# Wild Horses Shot in South Eastern Utah



## Critter (Mar 20, 2010)

I saw this in one of the local papers. A number of wild horses were shot and left. 

While I think that something should be done about the herds I believe that this is the wrong answer to the problem. 









Groups want answers after 16 wild horses were found shot to death in southeastern Utah


At least 16 horses were recently found shot dead in southeastern Utah, sparking multiple animal rights groups to condemn the killings and call for justice. According to Animal Wellness Action, the Animal Wellness Foundation and...




www.postindependent.com


----------



## CPAjeff (Dec 20, 2014)

Interesting article for sure!

It's also interesting that we, as humans, pick and choose which "feral" or "non-native" species we allow to exist and others that we eliminate...


----------



## Lone_Hunter (Oct 25, 2017)

CPAjeff said:


> Interesting article for sure!
> 
> It's also interesting that we, as humans, pick and choose which "feral" or "non-native" species we allow to exist and others that we eliminate...


Hollywood chooses.


----------



## backcountry (May 19, 2016)

CPAjeff said:


> Interesting article for sure!
> 
> It's also interesting that we, as humans, pick and choose which "feral" or "non-native" species we allow to exist and others that we eliminate...
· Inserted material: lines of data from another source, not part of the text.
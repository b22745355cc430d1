//! Boundary to the HTTP transport.

use async_trait::async_trait;
use serde_json::Value;
use thiserror::Error;

/// Remote fetch failures surfaced by an `HttpClient` implementation.
///
/// The coordinator logs these and swallows them; waiters observe an absent
/// value rather than a propagated error.
#[derive(Error, Debug, Clone, PartialEq, Eq)]
pub enum TransportError {
    /// The request could not be performed
    #[error("Request failed: {0}")]
    RequestFailed(String),

    /// The remote side answered with an error
    #[error("Remote error: {0}")]
    Remote(String),
}

/// Fetch-by-endpoint client. The coordinator is the only caller; the
/// response is an opaque JSON-like payload.
#[async_trait]
pub trait HttpClient: Send + Sync {
    async fn get(&self, endpoint: &str) -> Result<Value, TransportError>;
}
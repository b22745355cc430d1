use std::collections::BTreeMap;

use serde::{Deserialize, Serialize};

use super::errors::SchemaError;
use super::field::FieldNode;
use super::schema::Schema;

/// A field subset resolved against a schema.
///
/// Every matched node is deep-cloned, so later mutation of model fields can
/// never alias the schema's own field objects.
#[derive(Debug, Clone, PartialEq, Serialize, Deserialize)]
pub struct Model {
    pub name: String,
    pub fields: BTreeMap<String, FieldNode>,
}

impl Model {
    /// Builds the model named `name` from the owning schema's model configs.
    ///
    /// Fails with `InvalidModel` when the config is absent or declares no
    /// fields, and with `FieldNotFound` on the first requested field path
    /// that does not exist in the schema's field tree.
    pub fn build(name: &str, schema: &Schema) -> Result<Self, SchemaError> {
        let config = schema
            .models
            .get(name)
            .filter(|config| !config.fields.is_empty())
            .ok_or_else(|| SchemaError::InvalidModel("The MantraModel is invalid".to_string()))?;

        let mut fields = BTreeMap::new();
        for path in &config.fields {
            let node = schema
                .fields
                .get(path)
                .ok_or_else(|| SchemaError::FieldNotFound {
                    field: path.clone(),
                    schema: schema.name.clone(),
                })?;
            fields.insert(path.clone(), node.clone());
        }

        let model_name = if config.name.is_empty() {
            name.to_string()
        } else {
            config.name.clone()
        };
        Ok(Self {
            name: model_name,
            fields,
        })
    }
}

#[cfg(test)]
mod tests {
    use super::*;
    use crate::schema::types::field::{Field, FieldTree};
    use crate::schema::types::schema::ModelConfig;
    use serde_json::{json, Map};

    fn vehicle_schema() -> Schema {
        let mut fields = FieldTree::new();
        fields.insert(
            "plate",
            FieldNode::Leaf(Field::new("plate", "String", Map::new(), json!(""))),
        );
        fields.insert(
            "mileage",
            FieldNode::Leaf(Field::new("mileage", "Number", Map::new(), json!(0))),
        );
        let mut schema = Schema::new("vehicle");
        schema.fields = fields;
        schema.models.insert(
            "edit".to_string(),
            ModelConfig {
                name: "edit".to_string(),
                fields: vec!["plate".to_string(), "mileage".to_string()],
            },
        );
        schema.models.insert(
            "broken".to_string(),
            ModelConfig {
                name: "broken".to_string(),
                fields: vec!["vin".to_string()],
            },
        );
        schema.models.insert(
            "empty".to_string(),
            ModelConfig {
                name: "empty".to_string(),
                fields: vec![],
            },
        );
        schema
    }

    #[test]
    fn test_build_resolves_requested_fields() {
        let schema = vehicle_schema();
        let model = Model::build("edit", &schema).unwrap();
        assert_eq!(model.name, "edit");
        assert_eq!(model.fields.len(), 2);
        assert!(model.fields.contains_key("plate"));
    }

    #[test]
    fn test_build_clones_instead_of_aliasing() {
        let schema = vehicle_schema();
        let mut model = Model::build("edit", &schema).unwrap();
        if let Some(FieldNode::Leaf(field)) = model.fields.get_mut("plate") {
            field.default_value = json!("ZZZ-999");
        }
        let original = schema.fields.get("plate").and_then(FieldNode::as_field);
        assert_eq!(original.map(|f| f.default_value.clone()), Some(json!("")));
    }

    #[test]
    fn test_build_fails_on_missing_field() {
        let schema = vehicle_schema();
        let err = Model::build("broken", &schema).unwrap_err();
        assert_eq!(
            err,
            SchemaError::FieldNotFound {
                field: "vin".to_string(),
                schema: "vehicle".to_string(),
            }
        );
        assert_eq!(err.to_string(), "Field vin not found in vehicle schema");
    }

    #[test]
    fn test_build_rejects_empty_and_unknown_configs() {
        let schema = vehicle_schema();
        for name in ["empty", "nonexistent"] {
            let err = Model::build(name, &schema).unwrap_err();
            assert_eq!(
                err,
                SchemaError::InvalidModel("The MantraModel is invalid".to_string())
            );
        }
    }
}
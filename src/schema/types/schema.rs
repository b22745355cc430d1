use std::collections::BTreeMap;

use serde::{Deserialize, Serialize};

use super::action::ActionDescriptor;
use super::field::FieldTree;

/// A named edge from one schema to another, traversed during path
/// resolution. Relationship edges form a DAG over registered schemas.
#[derive(Debug, Clone, PartialEq, Eq, Serialize, Deserialize)]
pub struct Relationship {
    pub name: String,
    pub schema: String,
}

/// Field subset configuration a model resolves against its owning schema.
#[derive(Debug, Clone, PartialEq, Eq, Serialize, Deserialize)]
pub struct ModelConfig {
    #[serde(default)]
    pub name: String,
    pub fields: Vec<String>,
}

/// Declarative description of one entity type: its fields, relationships,
/// actions, and model configs.
///
/// Schemas are immutable after installation and their names are globally
/// unique within the registry. When schemas are loaded from configuration
/// the registry key is authoritative for `name`.
#[derive(Debug, Clone, PartialEq, Serialize, Deserialize)]
pub struct Schema {
    #[serde(default)]
    pub name: String,
    #[serde(default)]
    pub fields: FieldTree,
    #[serde(default)]
    pub relationships: Vec<Relationship>,
    #[serde(default)]
    pub actions: BTreeMap<String, ActionDescriptor>,
    #[serde(default, rename = "model")]
    pub models: BTreeMap<String, ModelConfig>,
}

impl Schema {
    /// Creates an empty schema with the given name.
    pub fn new(name: impl Into<String>) -> Self {
        Self {
            name: name.into(),
            fields: FieldTree::new(),
            relationships: Vec::new(),
            actions: BTreeMap::new(),
            models: BTreeMap::new(),
        }
    }

    /// Sets all fields at once.
    pub fn with_fields(mut self, fields: FieldTree) -> Self {
        self.fields = fields;
        self
    }

    /// Adds a relationship edge to another schema.
    pub fn with_relationship(mut self, name: impl Into<String>, schema: impl Into<String>) -> Self {
        self.relationships.push(Relationship {
            name: name.into(),
            schema: schema.into(),
        });
        self
    }

    /// Adds an action descriptor under `name`.
    pub fn with_action(mut self, name: impl Into<String>, action: ActionDescriptor) -> Self {
        self.actions.insert(name.into(), action);
        self
    }

    /// The relationship named `name`, if declared.
    pub fn relationship(&self, name: &str) -> Option<&Relationship> {
        self.relationships.iter().find(|rel| rel.name == name)
    }

    /// The action descriptor keyed by `name`, if declared.
    pub fn action(&self, name: &str) -> Option<&ActionDescriptor> {
        self.actions.get(name)
    }
}

#[cfg(test)]
mod tests {
    use super::*;

    #[test]
    fn test_relationship_lookup_by_name() {
        let schema = Schema::new("vehicle").with_relationship("owner", "person");
        assert_eq!(schema.relationship("owner").map(|r| r.schema.as_str()), Some("person"));
        assert!(schema.relationship("driver").is_none());
    }

    #[test]
    fn test_schema_deserializes_from_config() {
        let schema: Schema = serde_json::from_str(
            r#"{
                "fields": {
                    "plate": { "type": "String", "defaultValue": "" }
                },
                "relationships": [{ "name": "owner", "schema": "person" }],
                "model": { "edit": { "fields": ["plate"] } }
            }"#,
        )
        .unwrap();
        assert!(schema.fields.has("plate"));
        assert!(schema.relationship("owner").is_some());
        assert_eq!(schema.models["edit"].fields, vec!["plate".to_string()]);
    }
}
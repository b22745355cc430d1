use thiserror::Error;

use crate::datatype::InvalidDataType;
use crate::schema::types::SchemaError;
use crate::transport::TransportError;

/// Invalid installation options.
///
/// Reported through the user-facing channel; installation aborts without
/// leaving any partial state registered.
#[derive(Error, Debug, Clone, PartialEq, Eq)]
#[error("Configuration error: {reason}")]
pub struct ConfigurationError {
    reason: String,
}

impl ConfigurationError {
    pub(crate) fn new(reason: impl Into<String>) -> Self {
        Self {
            reason: reason.into(),
        }
    }

    /// The bare validation message, without the error-category prefix.
    pub fn reason(&self) -> &str {
        &self.reason
    }
}

/// Unified error type for the crate.
///
/// Each variant covers one failure category; conversions exist from every
/// per-module error so callers can propagate with `?`.
#[derive(Error, Debug)]
pub enum MantraError {
    /// Schema lookup and resolution failures
    #[error("Schema error: {0}")]
    Schema(#[from] SchemaError),

    /// Invalid installation options
    #[error("{0}")]
    Config(#[from] ConfigurationError),

    /// Remote fetch failures
    #[error("Transport error: {0}")]
    Transport(#[from] TransportError),

    /// Unsupported data type requested from the sanitizer factory
    #[error("Data type error: {0}")]
    DataType(#[from] InvalidDataType),

    /// Serialization/deserialization failures
    #[error("Serialization error: {0}")]
    Serialization(String),
}

impl From<serde_json::Error> for MantraError {
    fn from(error: serde_json::Error) -> Self {
        MantraError::Serialization(error.to_string())
    }
}

/// Result type alias for operations that can fail with a `MantraError`.
pub type MantraResult<T> = Result<T, MantraError>;
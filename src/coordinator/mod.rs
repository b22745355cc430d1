//! Fetch deduplication keyed by descriptor alias.
//!
//! The coordinator guarantees at most one in-flight transport call per alias
//! key: the first caller to observe `New` performs the fetch, and every
//! caller observing `Pending` before it settles receives the same shared
//! future and thus the same eventual value. The ledger check and the
//! registration happen under one lock acquisition, before any suspension
//! point. There is no timeout, cancellation, or eviction.

use std::collections::HashMap;
use std::sync::{Arc, Mutex, MutexGuard, PoisonError, Weak};

use futures::future::{BoxFuture, FutureExt, Shared};
use log::debug;
use serde_json::{Map, Value};

use crate::report;
use crate::resolver::PathContext;
use crate::store::StateTree;
use crate::transport::HttpClient;

/// The settled-once handle concurrent callers await. Resolves to the
/// hydrated payload, or `None` when the fetch failed.
pub type SharedRequest = Shared<BoxFuture<'static, Option<Value>>>;

/// Inputs the coordinator needs from a resolved descriptor.
#[derive(Debug, Clone, PartialEq, Eq)]
pub struct RequestDescriptor {
    pub alias: String,
    pub endpoint: String,
    pub need_fetch: bool,
    pub store_path: String,
}

impl From<&PathContext> for RequestDescriptor {
    fn from(ctx: &PathContext) -> Self {
        Self {
            alias: ctx.alias().to_string(),
            endpoint: ctx.endpoint.clone(),
            need_fetch: ctx
                .action
                .as_ref()
                .map(|action| action.need_fetch)
                .unwrap_or(false),
            store_path: ctx.path.clone(),
        }
    }
}

/// Classification of a descriptor against the ledger. The check order is
/// fixed: existing store data is authoritative over a lingering pending
/// entry with the same alias.
#[derive(Debug, Clone, Copy, PartialEq, Eq)]
pub enum StateStatus {
    Existing,
    Pending,
    New,
}

/// What a caller renders from: a value already hydrated in the store, a
/// fetch already in flight, or a freshly created request.
#[derive(Clone)]
pub enum InitState {
    Existing(Value),
    Pending(SharedRequest),
    New(SharedRequest),
}

impl InitState {
    pub fn status(&self) -> StateStatus {
        match self {
            InitState::Existing(_) => StateStatus::Existing,
            InitState::Pending(_) => StateStatus::Pending,
            InitState::New(_) => StateStatus::New,
        }
    }

    /// Awaits the hydrated value regardless of classification.
    pub async fn value(self) -> Option<Value> {
        match self {
            InitState::Existing(value) => Some(value),
            InitState::Pending(request) | InitState::New(request) => request.await,
        }
    }
}

/// The deduplication ledger: hydrated data mirrored by store path, plus one
/// pending handle per alias.
struct Ledger {
    store: StateTree,
    pending: HashMap<String, SharedRequest>,
}

struct Inner {
    ledger: Mutex<Ledger>,
    http: Arc<dyn HttpClient>,
}

/// Deduplicates concurrent fetches for the same logical resource.
///
/// Only the root handle creates the ledger; child handles share it by
/// reference and never create their own. That sharing is the boundary of
/// the whole coordination mechanism.
#[derive(Clone)]
pub struct RequestCoordinator {
    inner: Arc<Inner>,
}

impl RequestCoordinator {
    /// Creates the root coordinator and its empty ledger.
    pub fn root(http: Arc<dyn HttpClient>) -> Self {
        Self {
            inner: Arc::new(Inner {
                ledger: Mutex::new(Ledger {
                    store: StateTree::new(),
                    pending: HashMap::new(),
                }),
                http,
            }),
        }
    }

    /// A child handle reading and writing the root's ledger.
    pub fn child(&self) -> Self {
        Self {
            inner: Arc::clone(&self.inner),
        }
    }

    fn lock(&self) -> MutexGuard<'_, Ledger> {
        self.inner.ledger.lock().unwrap_or_else(PoisonError::into_inner)
    }

    fn classify(ledger: &Ledger, request: &RequestDescriptor) -> StateStatus {
        if ledger.store.has(&request.store_path) {
            StateStatus::Existing
        } else if ledger.pending.contains_key(&request.alias) {
            StateStatus::Pending
        } else {
            StateStatus::New
        }
    }

    /// Classifies a descriptor without mutating the ledger.
    pub fn status(&self, request: &RequestDescriptor) -> StateStatus {
        Self::classify(&self.lock(), request)
    }

    /// The hydrated value at `path`, if present.
    pub fn stored(&self, path: &str) -> Option<Value> {
        self.lock().store.get(path).cloned()
    }

    /// Returns the state backing a descriptor, creating and registering a
    /// request when none exists yet.
    pub fn init_state(&self, request: &RequestDescriptor) -> InitState {
        let mut ledger = self.lock();
        match Self::classify(&ledger, request) {
            StateStatus::Existing => {
                let value = ledger
                    .store
                    .get(&request.store_path)
                    .cloned()
                    .unwrap_or(Value::Null);
                InitState::Existing(value)
            }
            StateStatus::Pending => match ledger.pending.get(&request.alias) {
                Some(shared) => InitState::Pending(shared.clone()),
                None => InitState::New(self.create_request(&mut ledger, request)),
            },
            StateStatus::New => InitState::New(self.create_request(&mut ledger, request)),
        }
    }

    /// Builds the request future. A descriptor that needs no fetch resolves
    /// immediately to an empty payload and is never registered. A fetching
    /// request is registered under its alias while the lock is still held
    /// and deregistered again before the future settles for observers, on
    /// success and on failure alike; failures are reported and swallowed.
    fn create_request(&self, ledger: &mut Ledger, request: &RequestDescriptor) -> SharedRequest {
        if !request.need_fetch {
            return futures::future::ready(Some(Value::Object(Map::new())))
                .boxed()
                .shared();
        }

        let http = Arc::clone(&self.inner.http);
        let ledger_ref: Weak<Inner> = Arc::downgrade(&self.inner);
        let alias = request.alias.clone();
        let endpoint = request.endpoint.clone();
        let store_path = request.store_path.clone();

        let shared = async move {
            let outcome = http.get(&endpoint).await;
            if let Some(inner) = ledger_ref.upgrade() {
                let mut ledger = inner.ledger.lock().unwrap_or_else(PoisonError::into_inner);
                ledger.pending.remove(&alias);
                if let Ok(value) = &outcome {
                    ledger.store.set(&store_path, value.clone());
                }
            }
            match outcome {
                Ok(value) => Some(value),
                Err(err) => {
                    report::error(&err.to_string());
                    None
                }
            }
        }
        .boxed()
        .shared();

        debug!("registering request {}", request.alias);
        ledger.pending.insert(request.alias.clone(), shared.clone());
        shared
    }
}

#[cfg(test)]
mod tests {
    use super::*;
    use crate::transport::TransportError;
    use async_trait::async_trait;
    use serde_json::json;

    struct EmptyClient;

    #[async_trait]
    impl HttpClient for EmptyClient {
        async fn get(&self, _endpoint: &str) -> Result<Value, TransportError> {
            Ok(json!({}))
        }
    }

    fn request() -> RequestDescriptor {
        RequestDescriptor {
            alias: "vehicles.5".to_string(),
            endpoint: "vehicles/5".to_string(),
            need_fetch: true,
            store_path: "vehicles.5".to_string(),
        }
    }

    #[test]
    fn test_existing_store_wins_over_stale_pending_entry() {
        let coordinator = RequestCoordinator::root(Arc::new(EmptyClient));
        let request = request();

        // register a pending entry, then hydrate the store behind its back;
        // should not happen under correct deregistration, but the check
        // order makes the store authoritative
        let state = coordinator.init_state(&request);
        assert_eq!(state.status(), StateStatus::New);
        coordinator
            .lock()
            .store
            .set("vehicles.5", json!({ "cached": true }));

        assert_eq!(coordinator.status(&request), StateStatus::Existing);
        let state = coordinator.init_state(&request);
        assert_eq!(state.status(), StateStatus::Existing);
        assert_eq!(
            tokio_test::block_on(state.value()),
            Some(json!({ "cached": true }))
        );
    }

    #[test]
    fn test_classification_order_is_existing_pending_new() {
        let coordinator = RequestCoordinator::root(Arc::new(EmptyClient));
        let request = request();
        assert_eq!(coordinator.status(&request), StateStatus::New);

        coordinator.init_state(&request);
        assert_eq!(coordinator.status(&request), StateStatus::Pending);

        coordinator.lock().store.set("vehicles.5", json!({}));
        assert_eq!(coordinator.status(&request), StateStatus::Existing);
    }
}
Really no different than how we choose which species to regulate as "game". 

I hadn't realized there were these types of vigilante killings of wild horses going on. I'm largely against their presence on federal land but that really doesn't matter in the big picture. Outside of designated management areas how are they regulated? I ask as a couple articles mention the boundaries and the potential, in the linked incident, they are horses that crossed the San Juan from tribal land.


----------



## one4fishing (Jul 2, 2015)

So there are areas where feral horses aren’t protected? I wish that we could manage them like any other large animal on our landscapes. 
How do they know they were “wild” horses?Maybe with the price of hay some Navajos down there got tired of feeding them.


----------



## one4fishing (Jul 2, 2015)

If I turned a pack malamutes loose and they fended for themselves would we call them wild?
What about all the field lions runnin around in rural areas with no home. Are they wild cats?


----------



## jungle (May 10, 2008)

one4fishing said:


> If I turned a pack malamutes loose and they fended for themselves would we call them wild?
> What about all the field lions runnin around in rural areas with no home. Are they wild cats?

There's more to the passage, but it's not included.